[Opening MATERIAL TO PROCESS section]
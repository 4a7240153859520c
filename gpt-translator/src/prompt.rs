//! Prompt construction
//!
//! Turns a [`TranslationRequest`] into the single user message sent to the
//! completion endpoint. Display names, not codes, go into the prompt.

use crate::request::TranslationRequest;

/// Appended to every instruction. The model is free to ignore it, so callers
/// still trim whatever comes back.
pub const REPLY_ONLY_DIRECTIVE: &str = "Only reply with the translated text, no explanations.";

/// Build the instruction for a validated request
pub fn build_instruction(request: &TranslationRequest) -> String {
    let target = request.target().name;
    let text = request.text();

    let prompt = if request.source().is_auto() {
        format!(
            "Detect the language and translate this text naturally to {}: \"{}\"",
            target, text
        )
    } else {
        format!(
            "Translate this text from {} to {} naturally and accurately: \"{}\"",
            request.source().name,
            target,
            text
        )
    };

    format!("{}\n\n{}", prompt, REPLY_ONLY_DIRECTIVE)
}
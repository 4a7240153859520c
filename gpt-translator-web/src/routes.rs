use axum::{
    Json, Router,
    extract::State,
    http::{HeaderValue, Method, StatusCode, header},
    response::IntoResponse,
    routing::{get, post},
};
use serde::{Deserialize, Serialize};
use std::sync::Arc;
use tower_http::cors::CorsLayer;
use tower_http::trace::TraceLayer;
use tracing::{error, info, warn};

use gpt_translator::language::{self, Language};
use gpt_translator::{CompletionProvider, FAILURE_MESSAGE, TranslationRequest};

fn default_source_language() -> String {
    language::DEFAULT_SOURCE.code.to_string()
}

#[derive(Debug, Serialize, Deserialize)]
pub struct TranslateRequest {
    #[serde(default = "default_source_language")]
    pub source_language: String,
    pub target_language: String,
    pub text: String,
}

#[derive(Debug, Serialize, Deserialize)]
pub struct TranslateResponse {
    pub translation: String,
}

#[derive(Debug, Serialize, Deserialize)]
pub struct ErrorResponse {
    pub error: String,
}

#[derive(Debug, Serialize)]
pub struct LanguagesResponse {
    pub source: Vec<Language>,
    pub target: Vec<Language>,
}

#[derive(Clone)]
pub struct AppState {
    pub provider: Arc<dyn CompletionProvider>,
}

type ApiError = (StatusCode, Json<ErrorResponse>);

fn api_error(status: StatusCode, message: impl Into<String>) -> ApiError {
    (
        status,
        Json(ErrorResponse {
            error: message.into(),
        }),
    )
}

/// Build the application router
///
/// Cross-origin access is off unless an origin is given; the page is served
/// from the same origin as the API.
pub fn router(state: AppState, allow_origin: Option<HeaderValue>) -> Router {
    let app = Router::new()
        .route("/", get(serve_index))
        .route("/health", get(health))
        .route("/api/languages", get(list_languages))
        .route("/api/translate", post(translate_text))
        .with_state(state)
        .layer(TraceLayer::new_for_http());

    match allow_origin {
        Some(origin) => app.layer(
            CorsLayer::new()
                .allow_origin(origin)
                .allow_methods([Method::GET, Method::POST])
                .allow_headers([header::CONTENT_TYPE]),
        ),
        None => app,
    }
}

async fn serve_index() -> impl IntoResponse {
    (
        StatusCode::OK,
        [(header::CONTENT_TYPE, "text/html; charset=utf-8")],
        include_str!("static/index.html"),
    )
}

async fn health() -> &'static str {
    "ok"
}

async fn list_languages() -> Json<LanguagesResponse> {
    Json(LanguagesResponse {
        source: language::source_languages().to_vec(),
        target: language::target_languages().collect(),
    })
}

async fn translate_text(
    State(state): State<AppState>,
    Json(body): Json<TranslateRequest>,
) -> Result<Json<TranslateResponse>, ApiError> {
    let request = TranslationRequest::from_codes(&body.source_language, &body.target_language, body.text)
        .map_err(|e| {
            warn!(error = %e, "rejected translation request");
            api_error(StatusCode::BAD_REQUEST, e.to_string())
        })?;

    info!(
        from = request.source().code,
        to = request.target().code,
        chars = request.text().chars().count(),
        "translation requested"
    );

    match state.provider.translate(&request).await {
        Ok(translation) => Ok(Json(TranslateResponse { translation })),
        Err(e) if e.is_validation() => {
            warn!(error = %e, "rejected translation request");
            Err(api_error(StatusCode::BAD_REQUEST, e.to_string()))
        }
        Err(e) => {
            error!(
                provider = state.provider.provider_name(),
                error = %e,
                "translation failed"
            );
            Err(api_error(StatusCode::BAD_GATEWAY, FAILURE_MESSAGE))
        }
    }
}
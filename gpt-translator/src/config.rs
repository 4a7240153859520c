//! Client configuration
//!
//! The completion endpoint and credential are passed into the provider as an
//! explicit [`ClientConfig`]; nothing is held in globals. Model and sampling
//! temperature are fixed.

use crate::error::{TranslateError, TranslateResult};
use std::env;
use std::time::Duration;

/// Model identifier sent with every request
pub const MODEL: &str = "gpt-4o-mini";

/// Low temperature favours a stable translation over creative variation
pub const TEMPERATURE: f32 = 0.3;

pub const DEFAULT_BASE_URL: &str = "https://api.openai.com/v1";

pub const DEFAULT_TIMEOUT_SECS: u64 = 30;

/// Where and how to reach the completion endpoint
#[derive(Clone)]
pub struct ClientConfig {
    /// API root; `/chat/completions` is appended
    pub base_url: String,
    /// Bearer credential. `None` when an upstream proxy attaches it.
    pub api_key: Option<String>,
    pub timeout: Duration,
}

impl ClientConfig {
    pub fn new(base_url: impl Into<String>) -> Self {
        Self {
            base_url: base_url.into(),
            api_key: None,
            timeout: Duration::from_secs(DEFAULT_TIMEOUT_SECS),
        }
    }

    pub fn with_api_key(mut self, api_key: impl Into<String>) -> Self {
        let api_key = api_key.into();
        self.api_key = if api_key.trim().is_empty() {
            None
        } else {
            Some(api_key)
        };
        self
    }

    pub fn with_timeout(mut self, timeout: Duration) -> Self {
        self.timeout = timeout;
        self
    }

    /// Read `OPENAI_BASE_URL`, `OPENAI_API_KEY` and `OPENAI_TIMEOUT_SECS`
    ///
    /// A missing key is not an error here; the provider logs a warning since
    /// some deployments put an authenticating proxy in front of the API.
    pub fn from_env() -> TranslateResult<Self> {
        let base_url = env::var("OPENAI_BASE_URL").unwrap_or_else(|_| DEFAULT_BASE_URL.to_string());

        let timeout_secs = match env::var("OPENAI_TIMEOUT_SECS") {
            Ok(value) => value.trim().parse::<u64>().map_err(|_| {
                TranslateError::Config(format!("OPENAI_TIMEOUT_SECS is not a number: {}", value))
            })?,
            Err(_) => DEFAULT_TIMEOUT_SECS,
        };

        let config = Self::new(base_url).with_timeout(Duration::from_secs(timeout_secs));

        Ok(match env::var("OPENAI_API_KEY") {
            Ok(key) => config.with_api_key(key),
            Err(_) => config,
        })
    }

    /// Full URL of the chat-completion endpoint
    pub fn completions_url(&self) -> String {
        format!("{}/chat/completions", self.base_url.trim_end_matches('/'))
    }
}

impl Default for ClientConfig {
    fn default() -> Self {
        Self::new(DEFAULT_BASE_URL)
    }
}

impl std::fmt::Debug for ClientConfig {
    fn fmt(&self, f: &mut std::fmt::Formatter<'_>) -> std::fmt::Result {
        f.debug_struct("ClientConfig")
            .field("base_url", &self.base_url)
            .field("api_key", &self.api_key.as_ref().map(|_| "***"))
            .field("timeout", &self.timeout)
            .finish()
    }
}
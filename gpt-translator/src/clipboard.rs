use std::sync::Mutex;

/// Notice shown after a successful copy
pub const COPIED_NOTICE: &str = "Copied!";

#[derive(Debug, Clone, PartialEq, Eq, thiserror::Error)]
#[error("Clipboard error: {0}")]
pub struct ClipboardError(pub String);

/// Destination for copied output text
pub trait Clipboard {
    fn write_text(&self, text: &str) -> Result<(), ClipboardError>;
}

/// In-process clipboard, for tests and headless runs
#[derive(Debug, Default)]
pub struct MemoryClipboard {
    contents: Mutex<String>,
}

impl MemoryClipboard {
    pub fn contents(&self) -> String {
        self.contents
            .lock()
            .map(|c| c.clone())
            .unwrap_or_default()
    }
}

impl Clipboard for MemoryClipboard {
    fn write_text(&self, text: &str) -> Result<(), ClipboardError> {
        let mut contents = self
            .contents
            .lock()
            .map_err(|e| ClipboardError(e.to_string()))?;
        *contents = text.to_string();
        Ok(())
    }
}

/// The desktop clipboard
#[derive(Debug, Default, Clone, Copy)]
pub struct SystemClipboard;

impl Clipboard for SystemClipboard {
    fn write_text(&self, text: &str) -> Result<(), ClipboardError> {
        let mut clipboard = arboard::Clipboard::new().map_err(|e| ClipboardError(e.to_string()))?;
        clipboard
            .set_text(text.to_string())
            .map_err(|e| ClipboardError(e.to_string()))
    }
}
[Closing MATERIAL TO PROCESS section]
▶ [PROBLEM STATEMENT]:
Transcribe only the lines from the beginning of the entries to the line with "a validated request", inclusive, exactly as written.

▶ [RESPONSE BOX]:
repository 4a7240153859520c
filename gpt-translator/src/prompt.rs
//! Prompt construction
//!
//! Turns a [`TranslationRequest`] into the single user message sent to the
//! completion endpoint. Display names, not codes, go into the prompt.

use crate::request::TranslationRequest;

/// Appended to every instruction. The model is free to ignore it, so callers
/// still trim whatever comes back.
pub const REPLY_ONLY_DIRECTIVE: &str = "Only reply with the translated text, no explanations.";

/// Build the instruction for a validated request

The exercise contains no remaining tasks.